Après La Confession de Castel Gandolfo (Plon, 2008), Pietro de Pauli, pseudonyme d’un mystérieux auteur qui se cache pour s’assurer une complète liberté de parole et d’écriture, signe ce « récit » pour le moins décapant. Son héros-narrateur, Marc Belhomme, qu’on avait connu dans 38 ans, célibataire et curé de campagne (Plon, 2006), est devenu évêque d’un petit diocèse rural. Il a 53 ans quand commence ce « journal » d’un évêque de campagne, qu’il va poursuivre pendant quatre mois.
Bernanos avait prévenu : « Ma paroisse est dévorée par l’ennui, voilà le mot. Comme tant d’autres paroisses ! » C’était en 1936. Soixante-dix ans plus tard, ce livre en fait écho.
Évêque, Marc est passé de l’autre côté de la hiérarchie ; il accepte timidement de succéder aux apôtres, il endosse la responsabilité ecclésiale. Courageux, intelligent, homme de foi et de prière, il raconte.
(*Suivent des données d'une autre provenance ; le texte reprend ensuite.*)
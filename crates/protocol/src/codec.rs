//! Control-line codec.
//!
//! Every control message is a single newline-terminated line of text. The
//! line is classified by exact prefix match against the tokens below; the
//! payload is whatever follows the prefix.
//!
//! # Line Format
//!
//! | Message          | Line                          | Direction        |
//! |------------------|-------------------------------|------------------|
//! | Auth request     | `AUTH: <login> <password>`    | client -> server |
//! | Auth success     | `AUTH_SUCCESS`                | server -> client |
//! | Auth failure     | `AUTH_FAILED`                 | server -> client |
//! | Command          | `CMD:<text>`                  | client -> server |
//! | Result           | `RESULT:<text>` (multi-line)  | server -> client |
//! | Error            | `ERROR:<text>`                | server -> client |
//! | End of response  | `END_OF_RESPONSE`             | server -> client |
//! | Disconnect       | `DISCONNECT`                  | client -> server |
//!
//! A `Result` payload may span several lines; readers collect lines until
//! `END_OF_RESPONSE` with a [`ResponseAccumulator`].

use std::path::{Component, Path};

use crate::error::{ProtocolError, Result};

/// Prefix of a command line sent by the client.
pub const COMMAND_PREFIX: &str = "CMD:";

/// Prefix of a successful reply.
pub const RESULT_PREFIX: &str = "RESULT:";

/// Prefix of a failed reply.
pub const ERROR_PREFIX: &str = "ERROR:";

/// Prefix of the authentication line.
pub const AUTH_PREFIX: &str = "AUTH:";

/// Sent by the client to end the session.
pub const DISCONNECT: &str = "DISCONNECT";

/// Sent by the server when the credentials were accepted.
pub const AUTH_SUCCESS: &str = "AUTH_SUCCESS";

/// Sent by the server when the credentials were rejected.
pub const AUTH_FAILED: &str = "AUTH_FAILED";

/// Terminates every command reply.
pub const END_OF_RESPONSE: &str = "END_OF_RESPONSE";

/// First token of an upload command.
pub const UPLOAD_KEYWORD: &str = "UPLOAD";

/// First token of a download command.
pub const DOWNLOAD_KEYWORD: &str = "DOWNLOAD";

/// Result text the server sends before accepting upload bytes.
pub const UPLOAD_READY: &str = "Ready to receive file";

/// Result text prefix acknowledging a stored upload.
pub const UPLOAD_COMPLETE: &str = "File received successfully";

/// Result text prefix announcing download bytes.
pub const DOWNLOAD_START: &str = "Starting transfer of file";

/// Error text prefix for a download of an absent file.
pub const FILE_NOT_FOUND: &str = "File not found";

/// Number of whitespace-separated tokens in a valid auth line, tag included.
const AUTH_TOKEN_COUNT: usize = 3;

/// A decoded control line.
#[derive(Debug, Clone, PartialEq, Eq)]
pub enum Message {
    /// `AUTH: <login> <password>`.
    Auth {
        /// Account name.
        login: String,
        /// Clear-text password as typed by the user.
        password: String,
    },
    /// Credentials accepted.
    AuthSuccess,
    /// Credentials rejected.
    AuthFailed,
    /// A command for the server (shell text or a transfer request).
    Command(String),
    /// Successful reply payload.
    Result(String),
    /// Failed reply payload.
    Error(String),
    /// End of the session.
    Disconnect,
    /// Terminator of a command reply.
    EndOfResponse,
    /// Anything that matched none of the above.
    Unexpected(String),
}

impl Message {
    /// Build an auth message, rejecting credentials the line format cannot carry.
    pub fn auth(login: &str, password: &str) -> Result<Self> {
        for (what, value) in [("login", login), ("password", password)] {
            if value.is_empty() || value.chars().any(char::is_whitespace) {
                return Err(ProtocolError::Malformed(format!(
                    "{what} must be non-empty and contain no whitespace"
                )));
            }
        }
        Ok(Message::Auth {
            login: login.to_string(),
            password: password.to_string(),
        })
    }

    /// Encode the message as a newline-terminated line.
    pub fn encode(&self) -> String {
        let mut line = match self {
            Message::Auth { login, password } => format!("{AUTH_PREFIX} {login} {password}"),
            Message::AuthSuccess => AUTH_SUCCESS.to_string(),
            Message::AuthFailed => AUTH_FAILED.to_string(),
            Message::Command(text) => format!("{COMMAND_PREFIX}{text}"),
            Message::Result(text) => format!("{RESULT_PREFIX}{text}"),
            Message::Error(text) => format!("{ERROR_PREFIX}{text}"),
            Message::Disconnect => DISCONNECT.to_string(),
            Message::EndOfResponse => END_OF_RESPONSE.to_string(),
            Message::Unexpected(text) => text.clone(),
        };
        line.push('\n');
        line
    }

    /// Decode one line. Trailing `\r\n` is ignored.
    ///
    /// A line that starts with the auth prefix but does not split into exactly
    /// three tokens decodes as [`Message::Unexpected`].
    pub fn decode(line: &str) -> Self {
        let line = line.trim_end_matches(['\r', '\n']);

        match line {
            DISCONNECT => return Message::Disconnect,
            END_OF_RESPONSE => return Message::EndOfResponse,
            AUTH_SUCCESS => return Message::AuthSuccess,
            AUTH_FAILED => return Message::AuthFailed,
            _ => {}
        }

        if line.starts_with(AUTH_PREFIX) {
            let tokens: Vec<&str> = line.split_whitespace().collect();
            if tokens.len() == AUTH_TOKEN_COUNT && tokens[0] == AUTH_PREFIX {
                return Message::Auth {
                    login: tokens[1].to_string(),
                    password: tokens[2].to_string(),
                };
            }
            return Message::Unexpected(line.to_string());
        }

        if let Some(text) = line.strip_prefix(COMMAND_PREFIX) {
            Message::Command(text.to_string())
        } else if let Some(text) = line.strip_prefix(RESULT_PREFIX) {
            Message::Result(text.to_string())
        } else if let Some(text) = line.strip_prefix(ERROR_PREFIX) {
            Message::Error(text.to_string())
        } else {
            Message::Unexpected(line.to_string())
        }
    }
}

/// A command payload classified by its first token.
#[derive(Debug, Clone, Copy, PartialEq, Eq)]
pub enum CommandRequest<'a> {
    /// `UPLOAD <file name>`.
    Upload(&'a str),
    /// `DOWNLOAD <file name>`.
    Download(&'a str),
    /// Anything else is shell text.
    Shell(&'a str),
}

impl<'a> CommandRequest<'a> {
    /// Classify the payload of a [`Message::Command`].
    ///
    /// The transfer keywords only match as a whole first token, so `UPLOADER`
    /// is shell text. The file name is the trimmed remainder of the line.
    pub fn parse(payload: &'a str) -> Result<Self> {
        let trimmed = payload.trim();
        if trimmed.is_empty() {
            return Err(ProtocolError::Malformed("empty command".to_string()));
        }

        let (keyword, rest) = match trimmed.split_once(char::is_whitespace) {
            Some((keyword, rest)) => (keyword, rest.trim()),
            None => (trimmed, ""),
        };

        match keyword {
            UPLOAD_KEYWORD | DOWNLOAD_KEYWORD if rest.is_empty() => Err(
                ProtocolError::Malformed(format!("usage: {keyword} <file name>")),
            ),
            UPLOAD_KEYWORD => Ok(CommandRequest::Upload(rest)),
            DOWNLOAD_KEYWORD => Ok(CommandRequest::Download(rest)),
            _ => Ok(CommandRequest::Shell(trimmed)),
        }
    }
}

/// A complete reply to a command, as seen by the client.
#[derive(Debug, Clone, PartialEq, Eq)]
pub enum Response {
    /// Payload of a `RESULT:` reply.
    Result(String),
    /// Payload of an `ERROR:` reply.
    Error(String),
    /// Text that carried neither prefix.
    Unexpected(String),
}

impl Response {
    /// Classify an aggregated reply text.
    pub fn from_text(text: &str) -> Self {
        if let Some(payload) = text.strip_prefix(RESULT_PREFIX) {
            Response::Result(payload.to_string())
        } else if let Some(payload) = text.strip_prefix(ERROR_PREFIX) {
            Response::Error(payload.to_string())
        } else {
            Response::Unexpected(text.to_string())
        }
    }

    /// Classify a single reply line that is not followed by `END_OF_RESPONSE`.
    pub fn from_line(line: &str) -> Self {
        Self::from_text(line.trim_end())
    }
}

/// Collects reply lines until `END_OF_RESPONSE`.
///
/// Blank lines before the first content line are skipped; they are left on
/// the stream by the newline that follows an end-of-file marker.
#[derive(Debug, Default)]
pub struct ResponseAccumulator {
    text: String,
}

impl ResponseAccumulator {
    /// Create an empty accumulator.
    pub fn new() -> Self {
        Self::default()
    }

    /// Feed one line. Returns the finished reply once the terminator is seen.
    pub fn push(&mut self, line: &str) -> Option<Response> {
        let line = line.trim_end_matches(['\r', '\n']);
        if line == END_OF_RESPONSE {
            return Some(Response::from_text(std::mem::take(&mut self.text).trim_end()));
        }
        if self.text.is_empty() && line.trim().is_empty() {
            return None;
        }
        self.text.push_str(line);
        self.text.push('\n');
        None
    }

    /// Whether any content line has been collected.
    pub fn is_empty(&self) -> bool {
        self.text.is_empty()
    }
}

/// Check that `name` is a single plain file name.
///
/// Separators, `.`/`..`, absolute paths and drive prefixes are rejected so a
/// name can never leave the directory it is joined onto.
pub fn validate_file_name(name: &str) -> Result<&str> {
    let invalid = || ProtocolError::InvalidFileName {
        name: name.to_string(),
    };

    if name.is_empty() || name.contains(['/', '\\', '\0']) {
        return Err(invalid());
    }

    let mut components = Path::new(name).components();
    match (components.next(), components.next()) {
        (Some(Component::Normal(part)), None) if part == name => Ok(name),
        _ => Err(invalid()),
    }
}
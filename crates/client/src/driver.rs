//! Client side of the RemoteCtl protocol.
//!
//! [`ClientDriver`] mirrors the server session: it sends the auth line, then
//! one request at a time, and reads each reply to completion before the next
//! request goes out.

use std::path::{Path, PathBuf};
use std::time::Duration;

use protocol::{
    validate_file_name, Connection, Message, ProtocolError, Response, ResponseAccumulator,
    DOWNLOAD_KEYWORD, DOWNLOAD_START, UPLOAD_KEYWORD, UPLOAD_READY,
};
use rustls::pki_types::ServerName;
use tokio::fs::File;
use tokio::io::{AsyncRead, AsyncWrite};
use tokio::net::TcpStream;
use tokio_rustls::client::TlsStream;
use tokio_rustls::TlsConnector;

use crate::error::{ClientError, Result};

/// Default timeout for dialing and the TLS handshake.
pub const DEFAULT_CONNECT_TIMEOUT: Duration = Duration::from_secs(30);

/// Outcome of a download request.
#[derive(Debug, Clone, PartialEq, Eq)]
pub enum Download {
    /// The file was written locally.
    Saved {
        /// Where the bytes were written.
        path: PathBuf,
        /// Number of bytes written.
        bytes: u64,
    },
    /// The server refused the request, typically because the file is absent.
    Refused(String),
}

/// A connection to the daemon speaking the line protocol.
pub struct ClientDriver<S> {
    conn: Connection<S>,
    authenticated: bool,
}

impl ClientDriver<TlsStream<TcpStream>> {
    /// Dial `addr` and complete the TLS handshake, verifying the server
    /// certificate against `server_name`.
    pub async fn connect(addr: &str, server_name: &str, connector: &TlsConnector) -> Result<Self> {
        let name = ServerName::try_from(server_name.to_string())
            .map_err(|e| ClientError::ServerName(format!("{server_name}: {e}")))?;

        let tcp = tokio::time::timeout(DEFAULT_CONNECT_TIMEOUT, TcpStream::connect(addr))
            .await
            .map_err(|_| ClientError::Timeout(addr.to_string()))?
            .map_err(|source| ClientError::Connect {
                addr: addr.to_string(),
                source,
            })?;

        let tls = tokio::time::timeout(DEFAULT_CONNECT_TIMEOUT, connector.connect(name, tcp))
            .await
            .map_err(|_| ClientError::Timeout(addr.to_string()))?
            .map_err(|e| ClientError::Handshake(e.to_string()))?;

        tracing::info!(addr = %addr, "Connected to daemon");
        Ok(Self::new(tls))
    }
}

impl<S> ClientDriver<S>
where
    S: AsyncRead + AsyncWrite,
{
    /// Wrap an already established stream.
    pub fn new(stream: S) -> Self {
        Self {
            conn: Connection::new(stream),
            authenticated: false,
        }
    }

    /// Whether the server accepted our credentials.
    pub fn is_authenticated(&self) -> bool {
        self.authenticated
    }

    /// Send the auth line and read exactly one reply line.
    ///
    /// Returns `false` when the server rejects the credentials; it closes the
    /// connection afterwards.
    pub async fn authenticate(&mut self, login: &str, password: &str) -> Result<bool> {
        self.conn.send(&Message::auth(login, password)?).await?;

        let line = self.expect_line("authentication reply").await?;
        match Message::decode(&line) {
            Message::AuthSuccess => {
                tracing::info!(login = %login, "Authenticated");
                self.authenticated = true;
                Ok(true)
            }
            Message::AuthFailed => {
                tracing::warn!(login = %login, "Authentication rejected");
                Ok(false)
            }
            _ => {
                tracing::debug!("Unexpected authentication reply: {}", line);
                Ok(false)
            }
        }
    }

    /// Run a shell command on the server and return its aggregated reply.
    pub async fn execute_command(&mut self, command: &str) -> Result<Response> {
        if command.contains(['\n', '\r']) {
            return Err(ClientError::InvalidCommand(
                "commands must fit on one line".to_string(),
            ));
        }
        self.conn.send(&Message::Command(command.to_string())).await?;
        Ok(self.conn.read_response().await?)
    }

    /// Upload a local file under its own file name.
    pub async fn upload_file(&mut self, path: &Path) -> Result<Response> {
        self.upload_file_with_progress(path, |_| {}).await
    }

    /// Upload a local file, reporting the running byte count after every chunk.
    pub async fn upload_file_with_progress<F>(
        &mut self,
        path: &Path,
        progress: F,
    ) -> Result<Response>
    where
        F: FnMut(u64),
    {
        let name = path
            .file_name()
            .and_then(|name| name.to_str())
            .ok_or_else(|| ProtocolError::InvalidFileName {
                name: path.display().to_string(),
            })?;
        validate_file_name(name)?;

        let mut file = File::open(path)
            .await
            .map_err(|e| ClientError::file(path, e))?;

        self.conn
            .send(&Message::Command(format!("{UPLOAD_KEYWORD} {name}")))
            .await?;

        let line = self.expect_line("upload reply").await?;
        if Message::decode(&line) != Message::Result(UPLOAD_READY.to_string()) {
            // Refused before any bytes: the rest of the reply is still queued.
            return self.finish_response(&line).await;
        }

        let sent = self.conn.send_file(&mut file, progress).await;
        let response = self.conn.read_response().await?;
        match sent {
            Ok(bytes) => {
                tracing::info!(file = %name, bytes, "Upload finished");
                Ok(response)
            }
            Err(ProtocolError::TransferFailed(reason)) => Err(ClientError::file(
                path,
                std::io::Error::other(reason),
            )),
            Err(e) => Err(e.into()),
        }
    }

    /// Download `name` into `dest_dir/name`.
    pub async fn download_file(&mut self, name: &str, dest_dir: &Path) -> Result<Download> {
        self.download_file_with_progress(name, dest_dir, |_| {})
            .await
    }

    /// Download `name`, reporting the running byte count after every chunk.
    ///
    /// When the local file cannot be created the incoming bytes are still
    /// drained so the connection stays usable, and the local error is returned.
    pub async fn download_file_with_progress<F>(
        &mut self,
        name: &str,
        dest_dir: &Path,
        progress: F,
    ) -> Result<Download>
    where
        F: FnMut(u64),
    {
        validate_file_name(name)?;
        self.conn
            .send(&Message::Command(format!("{DOWNLOAD_KEYWORD} {name}")))
            .await?;

        let line = self.expect_line("download reply").await?;
        match Response::from_line(&line) {
            Response::Result(text) if text.starts_with(DOWNLOAD_START) => {}
            Response::Error(reason) => return Ok(Download::Refused(reason)),
            Response::Result(_) | Response::Unexpected(_) => {
                return Err(ClientError::UnexpectedReply(line));
            }
        }

        let dest = dest_dir.join(name);
        let mut file = match File::create(&dest).await {
            Ok(file) => file,
            Err(e) => {
                self.conn
                    .receive_file(&mut tokio::io::sink(), |_| {})
                    .await?;
                return Err(ClientError::file(dest, e));
            }
        };

        let received = self.conn.receive_file(&mut file, progress).await?;
        if let Some(e) = received.sink_error {
            return Err(ClientError::file(dest, e));
        }

        tracing::info!(file = %name, bytes = received.bytes, "Download finished");
        Ok(Download::Saved {
            path: dest,
            bytes: received.bytes,
        })
    }

    /// Send the disconnect token and close the stream. Calling it again is a
    /// no-op.
    pub async fn disconnect(&mut self) -> Result<()> {
        if self.conn.is_closed() {
            return Ok(());
        }
        match self.conn.send(&Message::Disconnect).await {
            Ok(()) => {}
            Err(e) if e.is_connection_closed() => {
                tracing::debug!("Server already closed the connection");
            }
            Err(e) => return Err(e.into()),
        }
        self.conn.shutdown().await?;
        self.authenticated = false;
        Ok(())
    }

    async fn expect_line(&mut self, what: &str) -> Result<String> {
        self.conn.read_reply_line().await?.ok_or_else(|| {
            ClientError::Protocol(ProtocolError::ConnectionClosed(format!(
                "stream ended before {what}"
            )))
        })
    }

    /// Read the rest of a reply whose first line was already consumed.
    async fn finish_response(&mut self, first: &str) -> Result<Response> {
        let mut accumulator = ResponseAccumulator::new();
        if let Some(response) = accumulator.push(first) {
            return Ok(response);
        }
        loop {
            let line = self.expect_line("end of response").await?;
            if let Some(response) = accumulator.push(&line) {
                return Ok(response);
            }
        }
    }
}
Son témoignage est déclenché par une probable tumeur au cerveau qu’on a du mal à diagnostiquer, et qui pousse à l’urgence.
Que faire dans le diocèse quand l’Église coule !
Manque de vocations, vieillissement des prêtres, montée de la tradition, incompréhension du Vatican (l’Église souffrirait-elle elle-même d’une tumeur au cerveau ?), peur des évêques rassemblés à Lourdes… Le diagnostic est effrayant : on ne sait pas ce qui est pire d’une tumeur au cerveau de l’homme qui parle ou de l’Église qui se tait.
« Parfois, je me demande si l’Église n’est pas malade de la maladie de ses prêtres, de ses évêques, de son pape : la solitude […] La solitude devient un soliloque stérile qui éteint la capacité de dialogue, qui rend insupportable la contradiction […] Oui, l’Église est malade de son long soliloque, de sa solitude choisie, de son superbe isolement. » Et plus loin, il s’interroge : « Comment une religion de la communion engendre-t-elle tant de solitude ? »
Le malaise concerne tout le monde. Marc, Mgr Belhomme, est pris dans les secousses provoquées par la levée d’excommunication des quatre évêques intégristes, par l’affaire Williamson, par le viol et l’avortement de la fillette de Recife, par le buzz autour de la déclaration pontificale sur le préservatif… Il doit s’expliquer devant les curés, les paroissiens, les dames-cathé : « Une petite dame, toute menue, avec un filet de voix très doux, dit : "Sur les chambres à gaz, on peut s’expliquer, dire que c’est Williamson, mais le plus difficile, c’est quand les gens demandent pourquoi les divorcés, eux, sont toujours excommuniés." Là, c’est le déferlement, elles parlent toutes en même temps. » La question des divorcés-remariés revient fréquemment dans le récit. Mgr Marc Belhomme y est confronté : « Je crois que nous, les responsables de l’Église catholique, sommes dans l’impasse. » Et il reprend la formule du père Yves Congar : « On peut condamner une solution mais pas un problème. » Une justification jamais ne saurait faire jugement. Or, il s’agit bien de cela. Belhomme constate que l’Église se ferme sur elle-même à tous les niveaux.